[Collected data entries]
###

use std::fs;

use anyhow::{Context, Result};
use tracing::info;

use clima_aggregate::{aggregate, to_json};
use clima_source::VariableSource;

use crate::cli::StatsArgs;
use crate::{config, convert};

/// Aggregate a fetched response into day-of-year statistics.
pub fn run(args: StatsArgs) -> Result<()> {
    let config = config::load(&args.config)?;
    let source = convert::build_source(&config.source, &config.stats);

    let raw = fs::read_to_string(&args.input)
        .with_context(|| format!("failed to read {}", args.input.display()))?;
    let series = source
        .extract_series(&raw)
        .context("failed to extract daily series from response")?;
    info!(
        source = source.describe(),
        n_days = series.len(),
        "daily series extracted"
    );

    let aggregate_config = convert::build_aggregate_config(&config.stats);
    let selected_year = args.year.or(config.stats.selected_year);
    let stats = aggregate(
        series.labels(),
        series.values(),
        selected_year,
        &aggregate_config,
    )
    .context("aggregation failed")?;
    info!(
        n_years = stats.histogram_years.len(),
        selected_year = ?selected_year,
        "statistics computed"
    );

    let json = to_json(&stats)?;
    match &args.output {
        Some(path) => {
            fs::write(path, json)
                .with_context(|| format!("failed to write {}", path.display()))?;
            info!(path = %path.display(), "statistics written");
        }
        None => println!("{json}"),
    }

    Ok(())
}
//! Pass 1: per-slot sample collection.

use clima_calendar::SLOTS_PER_YEAR;

use crate::walk::SlotWalk;

/// Per-slot samples gathered by the first pass over the series.
#[derive(Debug, Clone)]
pub(crate) struct SlotSamples {
    /// One sample list per slot; one entry per observed year.
    pub values: Vec<Vec<f64>>,
    /// Values of the selected year, in slot order; empty when the selected
    /// year is absent from the series.
    pub selected: Vec<f64>,
}

/// Walks the whole series once, filing each non-leap-day value under its
/// day-of-year slot and extracting the selected year's values on the way.
pub(crate) fn collect_slot_samples(
    labels: &[String],
    values: &[f64],
    slot_labels: &[String],
    selected_year: Option<i32>,
    epoch_year: i32,
) -> SlotSamples {
    let mut slots: Vec<Vec<f64>> = vec![Vec::new(); SLOTS_PER_YEAR];
    let mut selected = Vec::new();

    for step in SlotWalk::new(labels, slot_labels) {
        let value = values[step.index];
        if selected_year == Some(epoch_year + step.year_offset as i32) {
            selected.push(value);
        }
        slots[step.slot].push(value);
    }

    SlotSamples {
        values: slots,
        selected,
    }
}

#[cfg(test)]
mod tests {
    use super::*;
    use clima_calendar::{gregorian_labels, noleap_labels, slot_labels};

    fn ramp(n: usize) -> Vec<f64> {
        (0..n).map(|i| i as f64).collect()
    }

    #[test]
    fn one_sample_per_year_per_slot() {
        let canonical = slot_labels();
        let labels = noleap_labels(2001, 3 * 365);
        let values = ramp(labels.len());

        let samples = collect_slot_samples(&labels, &values, &canonical, None, 2001);

        assert_eq!(samples.values.len(), SLOTS_PER_YEAR);
        for (i, slot) in samples.values.iter().enumerate() {
            assert_eq!(slot.len(), 3, "slot {i} sample count");
            assert_eq!(slot[0], i as f64);
            assert_eq!(slot[1], (i + 365) as f64);
            assert_eq!(slot[2], (i + 730) as f64);
        }
        assert!(samples.selected.is_empty());
    }

    #[test]
    fn selected_year_extracted_in_slot_order() {
        let canonical = slot_labels();
        let labels = noleap_labels(2001, 3 * 365);
        let values = ramp(labels.len());

        let samples = collect_slot_samples(&labels, &values, &canonical, Some(2002), 2001);

        assert_eq!(samples.selected.len(), 365);
        assert_eq!(samples.selected[0], 365.0);
        assert_eq!(samples.selected[364], 729.0);
    }

    #[test]
    fn selected_epoch_year_is_extracted() {
        let canonical = slot_labels();
        let labels = noleap_labels(2001, 2 * 365);
        let values = ramp(labels.len());

        let samples = collect_slot_samples(&labels, &values, &canonical, Some(2001), 2001);

        assert_eq!(samples.selected.len(), 365);
        assert_eq!(samples.selected[0], 0.0);
    }

    #[test]
    fn selected_year_out_of_range_yields_empty() {
        let canonical = slot_labels();
        let labels = noleap_labels(2001, 365);
        let values = ramp(labels.len());

        let samples = collect_slot_samples(&labels, &values, &canonical, Some(1990), 2001);
        assert!(samples.selected.is_empty());
    }

    #[test]
    fn leap_day_value_never_sampled() {
        let canonical = slot_labels();
        // 2000 is a leap year; mark its 02-29 value with a sentinel.
        let labels = gregorian_labels(2000, 366);
        let mut values = ramp(labels.len());
        values[59] = 9999.0;

        let samples = collect_slot_samples(&labels, &values, &canonical, None, 2000);

        for slot in &samples.values {
            assert_eq!(slot.len(), 1);
            assert_ne!(slot[0], 9999.0);
        }
        // Slot 59 (03-01) holds the actual Mar 1 reading.
        assert_eq!(samples.values[59][0], 60.0);
    }
}
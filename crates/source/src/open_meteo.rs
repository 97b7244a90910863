//! Open-meteo historical weather archive source.

use serde_json::Value;

use crate::error::SourceError;
use crate::location::Location;
use crate::series::DailySeries;
use crate::source::VariableSource;

/// Default archive endpoint.
pub const DEFAULT_BASE_URL: &str = "https://archive-api.open-meteo.com/v1/archive";

/// Default daily variable.
pub const DEFAULT_VARIABLE: &str = "temperature_2m_min";

/// Length of the date portion of a time label (`YYYY-MM-DD`).
const DATE_LEN: usize = 10;

/// The open-meteo historical weather archive, one daily variable.
///
/// Serves daily series from 1959 onwards. Responses carry the date labels
/// under `daily.time` and the readings under `daily.{variable}`.
#[derive(Debug, Clone, PartialEq)]
pub struct OpenMeteoArchive {
    base_url: String,
    timezone: String,
    variable: String,
    start_date: String,
    end_date: String,
    description: String,
}

impl OpenMeteoArchive {
    /// Creates an archive source for one daily variable over a fixed window.
    pub fn new(
        base_url: impl Into<String>,
        timezone: impl Into<String>,
        variable: impl Into<String>,
        start_date: impl Into<String>,
        end_date: impl Into<String>,
    ) -> Self {
        let variable = variable.into();
        let description = format!("open-meteo archive: daily {variable}");
        Self {
            base_url: base_url.into(),
            timezone: timezone.into(),
            variable,
            start_date: start_date.into(),
            end_date: end_date.into(),
            description,
        }
    }

    /// Returns the daily variable name.
    pub fn variable(&self) -> &str {
        &self.variable
    }

    fn string_array(daily: &Value, field: &str) -> Result<Vec<String>, SourceError> {
        let array = daily
            .get(field)
            .and_then(Value::as_array)
            .ok_or_else(|| SourceError::MissingField {
                name: format!("daily.{field}"),
            })?;
        array
            .iter()
            .enumerate()
            .map(|(index, v)| {
                let s = v.as_str().ok_or_else(|| SourceError::NullValue {
                    field: field.to_string(),
                    index,
                })?;
                // Hourly-resolution labels carry a time part; only the date
                // portion is significant.
                Ok(s.get(..DATE_LEN).unwrap_or(s).to_string())
            })
            .collect()
    }

    fn number_array(daily: &Value, field: &str) -> Result<Vec<f64>, SourceError> {
        let array = daily
            .get(field)
            .and_then(Value::as_array)
            .ok_or_else(|| SourceError::MissingField {
                name: format!("daily.{field}"),
            })?;
        array
            .iter()
            .enumerate()
            .map(|(index, v)| {
                v.as_f64().ok_or_else(|| SourceError::NullValue {
                    field: field.to_string(),
                    index,
                })
            })
            .collect()
    }
}

impl VariableSource for OpenMeteoArchive {
    fn describe(&self) -> &str {
        &self.description
    }

    fn build_request(&self, location: &Location) -> String {
        format!(
            "{}?timezone={}&latitude={}&longitude={}&start_date={}&end_date={}&daily={}",
            self.base_url,
            self.timezone,
            location.latitude,
            location.longitude,
            self.start_date,
            self.end_date,
            self.variable,
        )
    }

    fn extract_series(&self, raw: &str) -> Result<DailySeries, SourceError> {
        let body: Value = serde_json::from_str(raw)?;
        let daily = body.get("daily").ok_or_else(|| SourceError::MissingField {
            name: "daily".to_string(),
        })?;

        let labels = Self::string_array(daily, "time")?;
        let values = Self::number_array(daily, &self.variable)?;
        DailySeries::new(labels, values)
    }
}
//! ISO date-label parsing.
//!
//! Daily series carry one label per entry in `YYYY-MM-DD` form, sometimes
//! with a trailing time part (`YYYY-MM-DDThh:mm`). Only the first ten
//! characters are significant.

use crate::error::CalendarError;

/// Length of the date portion of a label (`YYYY-MM-DD`).
const DATE_LEN: usize = 10;

/// Validates the date portion of a label and returns it as a `&str` slice.
///
/// Labels longer than ten characters (e.g. with a time suffix) are truncated;
/// the extra characters are not inspected.
fn date_part(label: &str) -> Result<&str, CalendarError> {
    let invalid = |reason: &str| CalendarError::InvalidLabel {
        label: label.to_string(),
        reason: reason.to_string(),
    };

    let date = label.get(..DATE_LEN).ok_or_else(|| invalid("shorter than YYYY-MM-DD"))?;
    let bytes = date.as_bytes();
    if bytes[4] != b'-' || bytes[7] != b'-' {
        return Err(invalid("missing '-' separators"));
    }
    let digits_ok = bytes
        .iter()
        .enumerate()
        .filter(|&(i, _)| i != 4 && i != 7)
        .all(|(_, b)| b.is_ascii_digit());
    if !digits_ok {
        return Err(invalid("non-digit in date fields"));
    }
    Ok(date)
}

/// Returns the `MM-DD` suffix of a date label.
///
/// # Errors
///
/// Returns [`CalendarError::InvalidLabel`] if the label is shorter than
/// `YYYY-MM-DD` or its date fields are malformed.
pub fn month_day_suffix(label: &str) -> Result<&str, CalendarError> {
    Ok(&date_part(label)?[5..])
}

/// Returns the year of a date label as an integer.
///
/// # Errors
///
/// Returns [`CalendarError::InvalidLabel`] if the label is shorter than
/// `YYYY-MM-DD` or its date fields are malformed.
pub fn year_of(label: &str) -> Result<i32, CalendarError> {
    let date = date_part(label)?;
    date[..4].parse().map_err(|_| CalendarError::InvalidLabel {
        label: label.to_string(),
        reason: "unparseable year".to_string(),
    })
}

/// Returns the `YYYY-01-01` label for January 1 of the given year.
pub fn start_of_year_label(year: i32) -> String {
    format!("{year:04}-01-01")
}
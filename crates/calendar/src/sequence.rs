//! Date-label sequence generation.
//!
//! Produces contiguous `YYYY-MM-DD` label runs starting at January 1 of a
//! given year, either on the 365-day no-leap calendar or on the real
//! Gregorian calendar (with `02-29` entries in leap years). Used to build
//! synthetic daily series.

use crate::leap::is_leap_year;
use crate::slot::{DAYS_PER_MONTH, SLOTS_PER_YEAR, Slot};

/// Generates `n_days` contiguous no-leap labels starting at `start_year`-01-01.
///
/// Year boundaries are handled automatically (`12-31` wraps to `01-01` of the
/// following year); no label is ever `02-29`.
pub fn noleap_labels(start_year: i32, n_days: usize) -> Vec<String> {
    let mut labels = Vec::with_capacity(n_days);
    let mut year = start_year;
    let mut slot = 0usize;
    for _ in 0..n_days {
        // Slot indices stay in range by construction.
        let day = Slot::new(slot).expect("slot cursor wraps below 365");
        labels.push(format!("{year:04}-{}", day.label()));
        slot += 1;
        if slot == SLOTS_PER_YEAR {
            slot = 0;
            year += 1;
        }
    }
    labels
}

/// Generates `n_days` contiguous Gregorian labels starting at `start_year`-01-01.
///
/// Unlike [`noleap_labels`], leap years contain a `02-29` entry.
pub fn gregorian_labels(start_year: i32, n_days: usize) -> Vec<String> {
    let mut labels = Vec::with_capacity(n_days);
    let mut year = start_year;
    let mut month = 1u8;
    let mut day = 1u8;
    for _ in 0..n_days {
        labels.push(format!("{year:04}-{month:02}-{day:02}"));
        let month_len = if month == 2 && is_leap_year(year) {
            29
        } else {
            DAYS_PER_MONTH[(month - 1) as usize]
        };
        day += 1;
        if day > month_len {
            day = 1;
            month += 1;
            if month > 12 {
                month = 1;
                year += 1;
            }
        }
    }
    labels
}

###

About this exercise: Return solely the number of lines in the data that include the word "crates".

Expected answer: 2